ROS (reactive oxygen species)-induced agent

RIDR-PI-103 is a novel reactive oxygen species (ROS)-induced drug release prodrug with a self-cyclizing moiety linked to a pan-PI3K inhibitor (PI-103). Under high ROS, PI-103 is released in a controlled manner to inhibit PI3K. The efficacy and bioavailability of RIDR-PI-103 in breast cancer remains unexplored. Cell viability of RIDR-PI-103 was assessed on breast cancer cells (MDA-MB-231, MDA-MB-361 and MDA-MB-453), non-tumorigenic MCF10A and fibroblasts. Matrigel colony formation, cell proliferation and migration assays examined the migratory properties of breast cancers upon treatment with RIDR-PI-103 and doxorubicin.

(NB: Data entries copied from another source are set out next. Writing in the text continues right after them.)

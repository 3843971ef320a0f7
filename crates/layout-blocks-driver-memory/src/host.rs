use crate::{value, Fault};

use indexmap::IndexMap;
use layout_blocks_core::{
    driver::{operation::*, Operation, Response},
    schema::{Collection, Field, PermissionRecord, Relation, User},
    Error, Filter, Result,
};
use serde::Serialize;
use serde_json::{Map, Value};
use std::collections::HashMap;

/// Page size applied when a listing sets no limit.
const DEFAULT_LIMIT: usize = 100;

type Row = Map<String, Value>;

/// State of the in-process host.
#[derive(Debug, Default)]
pub(crate) struct Host {
    pub(crate) collections: IndexMap<String, Collection>,
    pub(crate) fields: IndexMap<String, Vec<Field>>,
    pub(crate) rows: IndexMap<String, Vec<Row>>,
    pub(crate) relations: Vec<Relation>,
    pub(crate) permissions: Vec<PermissionRecord>,
    pub(crate) user: Option<User>,
    pub(crate) faults: Vec<Fault>,
    pub(crate) requests: Vec<Operation>,
    sequences: HashMap<String, i64>,
}

impl Host {
    pub(crate) fn exec(&mut self, op: Operation) -> Result<Response> {
        self.requests.push(op.clone());

        self.faults.retain(|fault| !fault.is_spent());
        for fault in &mut self.faults {
            if let Some(err) = fault.fire(&op) {
                tracing::trace!(%op, error = %err, "injected fault");
                return Err(err);
            }
        }

        match op {
            Operation::GetField(op) => match self.field(&op.collection, &op.field) {
                Some(field) => json(field),
                None => Err(forbidden(&op.collection)),
            },
            Operation::GetFields(op) => {
                self.require(&op.collection)?;
                json(self.fields.get(&op.collection).cloned().unwrap_or_default())
            }
            Operation::CreateField(op) => self.create_field(op),
            Operation::GetRelations(op) => {
                let mut matched = vec![];
                for relation in &self.relations {
                    let record = serde_json::to_value(relation)?;
                    if op.filter.as_ref().map_or(true, |f| f.matches(&record)) {
                        matched.push(record);
                    }
                }
                Ok(Response::new(matched))
            }
            Operation::GetCollections(_) => json(self.collections.values().collect::<Vec<_>>()),
            Operation::QueryItems(op) => self.query_items(op),
            Operation::GetItem(op) => {
                let id = op.id.to_value();
                let row = self.find(&op.collection, &id)?;
                Ok(Response::new(self.project(&op.collection, row, &op.fields)))
            }
            Operation::CreateItem(op) => {
                let row = self.create_item(&op.collection, op.data)?;
                Ok(Response::new(row))
            }
            Operation::UpdateItem(op) => {
                let id = op.id.to_value();
                let patch = patch(&op.collection, op.data)?;
                let pk = self.primary_key(&op.collection);
                let row = self
                    .rows_mut(&op.collection)?
                    .iter_mut()
                    .find(|row| row.get(&pk).is_some_and(|v| value::same_id(v, &id)))
                    .ok_or_else(|| not_found(&op.collection))?;
                row.extend(patch);
                Ok(Response::new(Value::Object(row.clone())))
            }
            Operation::UpdateItems(op) => self.update_items(op),
            Operation::DeleteItem(op) => {
                let id = op.id.to_value();
                let pk = self.primary_key(&op.collection);
                let rows = self.rows_mut(&op.collection)?;
                let index = rows
                    .iter()
                    .position(|row| row.get(&pk).is_some_and(|v| value::same_id(v, &id)))
                    .ok_or_else(|| not_found(&op.collection))?;
                rows.remove(index);
                Ok(Response::empty())
            }
            Operation::GetPermissions(_) => json(&self.permissions),
            Operation::GetCurrentUser(_) => json(&self.user),
        }
    }

    pub(crate) fn add_collection(&mut self, collection: Collection) {
        let name = collection.collection.clone();
        let is_folder = collection.is_folder();
        self.collections.insert(name.clone(), collection);

        if is_folder {
            return;
        }

        self.rows.entry(name.clone()).or_default();
        let fields = self.fields.entry(name.clone()).or_default();
        if !fields.iter().any(Field::is_primary_key) {
            let mut id = Field::new(&name, "id", "integer");
            id.schema = Some(layout_blocks_core::schema::FieldSchema {
                data_type: Some("integer".to_string()),
                is_primary_key: true,
                is_nullable: false,
                ..Default::default()
            });
            fields.insert(0, id);
        }
    }

    /// Adds or replaces a field. Existing rows gain the column as `null`.
    pub(crate) fn add_field(&mut self, field: Field) {
        if !self.collections.contains_key(&field.collection) {
            self.add_collection(table(&field.collection));
        }

        if !field.is_alias() {
            for row in self.rows.entry(field.collection.clone()).or_default() {
                row.entry(field.field.clone()).or_insert(Value::Null);
            }
        }

        let fields = self.fields.entry(field.collection.clone()).or_default();
        match fields.iter_mut().find(|f| f.field == field.field) {
            Some(existing) => *existing = field,
            None => fields.push(field),
        }
    }

    pub(crate) fn field(&self, collection: &str, field: &str) -> Option<&Field> {
        self.fields.get(collection)?.iter().find(|f| f.field == field)
    }

    pub(crate) fn primary_key(&self, collection: &str) -> String {
        self.fields
            .get(collection)
            .and_then(|fields| fields.iter().find(|f| f.is_primary_key()))
            .map_or_else(|| "id".to_string(), |f| f.field.clone())
    }

    pub(crate) fn create_item(&mut self, collection: &str, data: Value) -> Result<Value> {
        let mut row = patch(collection, data)?;
        let pk = self.primary_key(collection);

        for field in self.fields.get(collection).into_iter().flatten() {
            if field.is_alias() || row.contains_key(&field.field) {
                continue;
            }
            let default = field
                .schema
                .as_ref()
                .and_then(|schema| schema.default_value.clone())
                .unwrap_or(Value::Null);
            if !default.is_null() {
                row.insert(field.field.clone(), default);
            }
        }

        let id = match row.get(&pk).filter(|id| !id.is_null()) {
            Some(id) => id.clone(),
            None => {
                let id = self.next_id(collection);
                row.insert(pk.clone(), id.clone());
                id
            }
        };

        let rows = self.rows_mut(collection)?;
        if rows
            .iter()
            .any(|existing| existing.get(&pk).is_some_and(|v| value::same_id(v, &id)))
        {
            return Err(Error::remote_for(
                collection,
                Some(400),
                format!("Value for field \"{pk}\" in collection \"{collection}\" has to be unique."),
            ));
        }

        rows.push(row.clone());
        Ok(Value::Object(row))
    }

    fn create_field(&mut self, op: CreateField) -> Result<Response> {
        self.require(&op.collection)?;

        let mut field: Field = serde_json::from_value(op.definition).map_err(|e| {
            Error::remote_for(&op.collection, Some(400), format!("invalid field definition: {e}"))
        })?;
        field.collection = op.collection.clone();

        if self.field(&op.collection, &field.field).is_some() {
            return Err(Error::remote_for(
                &op.collection,
                Some(400),
                format!(
                    "Field \"{}\" already exists in collection \"{}\"",
                    field.field, op.collection
                ),
            ));
        }

        let created = serde_json::to_value(&field)?;
        self.add_field(field);
        Ok(Response::new(created))
    }

    fn query_items(&self, op: QueryItems) -> Result<Response> {
        let rows = self.rows(&op.collection)?;
        let query = op.query;

        let mut matched: Vec<&Row> = rows
            .iter()
            .filter(|row| {
                let record = Value::Object((*row).clone());
                query.filter.as_ref().map_or(true, |f| f.matches(&record))
            })
            .collect();
        let filter_count = matched.len();

        for key in query.sort.iter().rev() {
            let (key, descending) = match key.strip_prefix('-') {
                Some(key) => (key, true),
                None => (key.as_str(), false),
            };
            matched.sort_by(|a, b| {
                let ordering = value::compare(a.get(key), b.get(key));
                if descending {
                    ordering.reverse()
                } else {
                    ordering
                }
            });
        }

        let limit = match query.limit {
            Some(limit) if limit < 0 => usize::MAX,
            Some(limit) => limit as usize,
            None => DEFAULT_LIMIT,
        };
        let offset = query.offset.unwrap_or(0) as usize;

        let data: Vec<Value> = matched
            .into_iter()
            .skip(offset)
            .take(limit)
            .map(|row| self.project(&op.collection, row, &query.fields))
            .collect();

        let mut response = Response::new(data);
        if !query.meta.is_empty() {
            let mut meta = Map::new();
            for key in &query.meta {
                match key.as_str() {
                    "total_count" | "*" => {
                        meta.insert("total_count".into(), rows.len().into());
                    }
                    "filter_count" => {
                        meta.insert("filter_count".into(), filter_count.into());
                    }
                    _ => {}
                }
            }
            response = response.with_meta(Value::Object(meta));
        }

        Ok(response)
    }

    fn update_items(&mut self, op: UpdateItems) -> Result<Response> {
        let patch = patch(&op.collection, op.data)?;
        let pk = self.primary_key(&op.collection);
        let filter: Filter = op.filter;

        let mut keys = vec![];
        for row in self.rows_mut(&op.collection)? {
            if filter.matches(&Value::Object(row.clone())) {
                row.extend(patch.clone());
                keys.push(row.get(&pk).cloned().unwrap_or(Value::Null));
            }
        }

        Ok(Response::new(keys))
    }

    /// Applies a field selection to a row, expanding relations named with
    /// `rel.*` or `rel:collection.*`.
    fn project(&self, collection: &str, row: &Row, fields: &[String]) -> Value {
        if fields.is_empty() {
            return Value::Object(row.clone());
        }

        let mut out = Map::new();
        for selector in fields {
            if selector == "*" {
                out.extend(row.iter().map(|(k, v)| (k.clone(), v.clone())));
                continue;
            }

            let Some((head, rest)) = selector.split_once('.') else {
                out.insert(
                    selector.clone(),
                    row.get(selector).cloned().unwrap_or(Value::Null),
                );
                continue;
            };

            let (name, only) = match head.split_once(':') {
                Some((name, only)) => (name, Some(only)),
                None => (head, None),
            };

            let Some(target) = self.related(collection, name, row) else {
                continue;
            };
            if only.is_some_and(|only| only != target) {
                continue;
            }

            let expanded = row
                .get(name)
                .filter(|id| !id.is_null())
                .and_then(|id| self.find(&target, id).ok())
                .map(|item| self.project(&target, item, &[rest.to_string()]));

            if let Some(expanded) = expanded {
                out.insert(name.to_string(), expanded);
            }
        }

        Value::Object(out)
    }

    /// The collection a relational column of `row` points at.
    fn related(&self, collection: &str, field: &str, row: &Row) -> Option<String> {
        let relation = self
            .relations
            .iter()
            .find(|r| r.collection == collection && r.field == field)?;

        if let Some(related) = &relation.related_collection {
            return Some(related.clone());
        }

        let column = relation.one_collection_field()?;
        row.get(column)?.as_str().map(String::from)
    }

    fn find(&self, collection: &str, id: &Value) -> Result<&Row> {
        let pk = self.primary_key(collection);
        self.rows(collection)?
            .iter()
            .find(|row| row.get(&pk).is_some_and(|v| value::same_id(v, id)))
            .ok_or_else(|| not_found(collection))
    }

    fn next_id(&mut self, collection: &str) -> Value {
        let pk = self.primary_key(collection);
        let highest = self
            .rows
            .get(collection)
            .into_iter()
            .flatten()
            .filter_map(|row| row.get(&pk)?.as_i64())
            .max()
            .unwrap_or(0);

        let sequence = self.sequences.entry(collection.to_string()).or_insert(0);
        *sequence = (*sequence).max(highest) + 1;
        Value::from(*sequence)
    }

    fn require(&self, collection: &str) -> Result<()> {
        match self.collections.get(collection) {
            Some(c) if !c.is_folder() => Ok(()),
            _ => Err(forbidden(collection)),
        }
    }

    pub(crate) fn rows(&self, collection: &str) -> Result<&Vec<Row>> {
        self.require(collection)?;
        self.rows.get(collection).ok_or_else(|| forbidden(collection))
    }

    fn rows_mut(&mut self, collection: &str) -> Result<&mut Vec<Row>> {
        self.require(collection)?;
        self.rows
            .get_mut(collection)
            .ok_or_else(|| forbidden(collection))
    }
}

/// A collection backed by a table.
pub(crate) fn table(name: &str) -> Collection {
    Collection {
        collection: name.to_string(),
        meta: Some(serde_json::json!({ "collection": name })),
        schema: Some(serde_json::json!({ "name": name })),
    }
}

fn json(value: impl Serialize) -> Result<Response> {
    Ok(Response::new(serde_json::to_value(value)?))
}

fn patch(collection: &str, data: Value) -> Result<Row> {
    match data {
        Value::Object(row) => Ok(row),
        _ => Err(Error::remote_for(
            collection,
            Some(400),
            "request body must be an object",
        )),
    }
}

fn forbidden(collection: &str) -> Error {
    Error::remote_for(
        collection,
        Some(403),
        "You don't have permission to access this.",
    )
}

fn not_found(collection: &str) -> Error {
    Error::remote_for(collection, Some(404), "Item not found.")
}
use super::Error;

/// Error when the host answers with a body of an unexpected shape.
///
/// This occurs when:
/// - The body is not JSON, or lacks the `data` envelope
/// - A record is missing its identity column
/// - A metadata record cannot be deserialized
#[derive(Debug)]
pub(super) struct InvalidResponseError {
    message: Box<str>,
}

impl std::error::Error for InvalidResponseError {}

impl core::fmt::Display for InvalidResponseError {
    fn fmt(&self, f: &mut core::fmt::Formatter) -> core::fmt::Result {
        write!(f, "invalid response: {}", self.message)
    }
}

impl Error {
    /// Creates an invalid response error.
    pub fn invalid_response(message: impl Into<String>) -> Error {
        Error::from(super::ErrorKind::InvalidResponse(InvalidResponseError {
            message: message.into().into(),
        }))
    }

    /// Returns `true` if this error is an invalid response error.
    pub fn is_invalid_response(&self) -> bool {
        self.chain()
            .any(|err| matches!(err.kind(), super::ErrorKind::InvalidResponse(_)))
    }
}
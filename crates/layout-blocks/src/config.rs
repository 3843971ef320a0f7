//! Per-instance settings: field options, area definitions, logging, and the
//! transport retry policy.

mod area;
pub use area::AreaConfig;

mod logging;
pub use logging::Logging;

mod options;
pub use options::Options;

mod retry;
pub use retry::RetryPolicy;
//! The inferred shape of a blocks junction and its process-wide cache.

mod cache;
pub use cache::DescriptorCache;

mod defaults;
pub use defaults::{default_item_data, default_value_for};

mod descriptor;
pub use descriptor::{JunctionDescriptor, SortStorage};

Western blots determined the effect of doxorubicin ± RIDR-PI-103 on AKT activation and DNA damage response. MDA-MB-453, MDA-MB-231 and MDA-MB-361 cells were sensitive to RIDR-PI-103 vs. MCF10A and normal fibroblast. Combination of doxorubicin and RIDR-PI-103 suppressed cancer cell growth and proliferation. Doxorubicin with RIDR-PI-103 inhibited p-AktS473, upregulated p-CHK1/2 and p-P53. [1]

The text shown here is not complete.